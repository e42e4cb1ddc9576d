//! Entity-store seam between the pipeline and the graph.
//!
//! The pipeline's correctness properties (deletion diff, pass-level
//! movement inference) are about call ordering, not Cypher, so they are
//! expressed against this trait and the graph-backed implementation stays a
//! thin delegation layer.

use anyhow::Result;
use async_trait::async_trait;

use atlas_core::model::{CallEdge, CodeEntity, EntityKind};
use atlas_graph::GraphClient;
use atlas_graph::store::entities::{self, MovedCandidate};
use atlas_graph::store::versions;

/// Graph operations the entity pipeline writes through.
#[async_trait]
pub trait EntityStore: Send + Sync {
    /// Names of functions/classes currently recorded (not deleted) for a file.
    async fn recorded_entity_names(&self, project: &str, file_path: &str) -> Result<Vec<String>>;

    /// Tag a recorded entity as deleted in the given version.
    async fn mark_entity_deleted(
        &self,
        project: &str,
        file_path: &str,
        name: &str,
        version: &str,
    ) -> Result<()>;

    /// Same-named entities deleted in other files within the recent window.
    async fn find_deleted_candidates(
        &self,
        project: &str,
        name: &str,
        exclude_file: &str,
        window_minutes: i64,
    ) -> Result<Vec<MovedCandidate>>;

    /// Relabel a deleted entity as moved to a new file.
    async fn mark_entity_moved(
        &self,
        project: &str,
        kind: EntityKind,
        name: &str,
        old_file: &str,
        new_file: &str,
    ) -> Result<()>;

    /// Upsert an extracted entity and its declaring-file edge.
    async fn upsert_entity(&self, project: &str, entity: &CodeEntity) -> Result<()>;

    /// Link an entity to the version it was observed in.
    async fn link_observed(
        &self,
        project: &str,
        kind: EntityKind,
        name: &str,
        file_path: &str,
        version: &str,
    ) -> Result<()>;

    /// Record a caller-to-callee edge.
    async fn create_call_edge(&self, project: &str, edge: &CallEdge) -> Result<()>;
}

/// Production store writing through to Neo4j.
pub struct GraphEntityStore {
    graph: GraphClient,
}

impl GraphEntityStore {
    pub fn new(graph: GraphClient) -> Self {
        Self { graph }
    }
}

#[async_trait]
impl EntityStore for GraphEntityStore {
    async fn recorded_entity_names(&self, project: &str, file_path: &str) -> Result<Vec<String>> {
        entities::recorded_entity_names(&self.graph, project, file_path).await
    }

    async fn mark_entity_deleted(
        &self,
        project: &str,
        file_path: &str,
        name: &str,
        version: &str,
    ) -> Result<()> {
        entities::mark_entity_deleted(&self.graph, project, file_path, name, version).await
    }

    async fn find_deleted_candidates(
        &self,
        project: &str,
        name: &str,
        exclude_file: &str,
        window_minutes: i64,
    ) -> Result<Vec<MovedCandidate>> {
        entities::find_deleted_candidates(&self.graph, project, name, exclude_file, window_minutes)
            .await
    }

    async fn mark_entity_moved(
        &self,
        project: &str,
        kind: EntityKind,
        name: &str,
        old_file: &str,
        new_file: &str,
    ) -> Result<()> {
        entities::mark_entity_moved(&self.graph, project, kind, name, old_file, new_file).await
    }

    async fn upsert_entity(&self, project: &str, entity: &CodeEntity) -> Result<()> {
        entities::upsert_entity(&self.graph, project, entity).await
    }

    async fn link_observed(
        &self,
        project: &str,
        kind: EntityKind,
        name: &str,
        file_path: &str,
        version: &str,
    ) -> Result<()> {
        versions::link_observed(&self.graph, project, kind, name, file_path, version).await
    }

    async fn create_call_edge(&self, project: &str, edge: &CallEdge) -> Result<()> {
        entities::create_call_edge(&self.graph, project, edge).await
    }
}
==================================================
Action item >>
The data above should be reproduced in full, word for word.

Reply >>
repository e42e4cb1ddc9576d
//! Entity-store seam between the pipeline and the graph.
//!
//! The pipeline's correctness properties (deletion diff, pass-level
//! movement inference) are about call ordering, not Cypher, so they are
//! expressed against this trait and the graph-backed implementation stays a
//! thin delegation layer.

use anyhow::Result;
use async_trait::async_trait;

use atlas_core::model::{CallEdge, CodeEntity, EntityKind};
use atlas_graph::GraphClient;
use atlas_graph::store::entities::{self, MovedCandidate};
use atlas_graph::store::versions;

/// Graph operations the entity pipeline writes through.
#[async_trait]
pub trait EntityStore: Send + Sync {
    /// Names of functions/classes currently recorded (not deleted) for a file.
    async fn recorded_entity_names(&self, project: &str, file_path: &str) -> Result<Vec<String>>;

    /// Tag a recorded entity as deleted in the given version.
    async fn mark_entity_deleted(
        &self,
        project: &str,
        file_path: &str,
        name: &str,
        version: &str,
    ) -> Result<()>;

    /// Same-named entities deleted in other files within the recent window.
    async fn find_deleted_candidates(
        &self,
        project: &str,
        name: &str,
        exclude_file: &str,
        window_minutes: i64,
    ) -> Result<Vec<MovedCandidate>>;

    /// Relabel a deleted entity as moved to a new file.
    async fn mark_entity_moved(
        &self,
        project: &str,
        kind: EntityKind,
        name: &str,
        old_file: &str,
        new_file: &str,
    ) -> Result<()>;

    /// Upsert an extracted entity and its declaring-file edge.
    async fn upsert_entity(&self, project: &str, entity: &CodeEntity) -> Result<()>;

    /// Link an entity to the version it was observed in.
    async fn link_observed(
        &self,
        project: &str,
        kind: EntityKind,
        name: &str,
        file_path: &str,
        version: &str,
    ) -> Result<()>;

    /// Record a caller-to-callee edge.
    async fn create_call_edge(&self, project: &str, edge: &CallEdge) -> Result<()>;
}

/// Production store writing through to Neo4j.
pub struct GraphEntityStore {
    graph: GraphClient,
}

impl GraphEntityStore {
    pub fn new(graph: GraphClient) -> Self {
        Self { graph }
    }
}

#[async_trait]
impl EntityStore for GraphEntityStore {
    async fn recorded_entity_names(&self, project: &str, file_path: &str) -> Result<Vec<String>> {
        entities::recorded_entity_names(&self.graph, project, file_path).await
    }

    async fn mark_entity_deleted(
        &self,
        project: &str,
        file_path: &str,
        name: &str,
        version: &str,
    ) -> Result<()> {
        entities::mark_entity_deleted(&self.graph, project, file_path, name, version).await
    }

    async fn find_deleted_candidates(
        &self,
        project: &str,
        name: &str,
        exclude_file: &str,
        window_minutes: i64,
    ) -> Result<Vec<MovedCandidate>> {
        entities::find_deleted_candidates(&self.graph, project, name, exclude_file, window_minutes)
            .await
    }

    async fn mark_entity_moved(
        &self,
        project: &str,
        kind: EntityKind,
        name: &str,
        old_file: &str,
        new_file: &str,
    ) -> Result<()> {
        entities::mark_entity_moved(&self.graph, project, kind, name, old_file, new_file).await
    }

    async fn upsert_entity(&self, project: &str, entity: &CodeEntity) -> Result<()> {
        entities::upsert_entity(&self.graph, project, entity).await
    }

    async fn link_observed(
        &self,
        project: &str,
        kind: EntityKind,
        name: &str,
        file_path: &str,
        version: &str,
    ) -> Result<()> {
        versions::link_observed(&self.graph, project, kind, name, file_path, version).await
    }

    async fn create_call_edge(&self, project: &str, edge: &CallEdge) -> Result<()> {
        entities::create_call_edge(&self.graph, project, edge).await
    }
}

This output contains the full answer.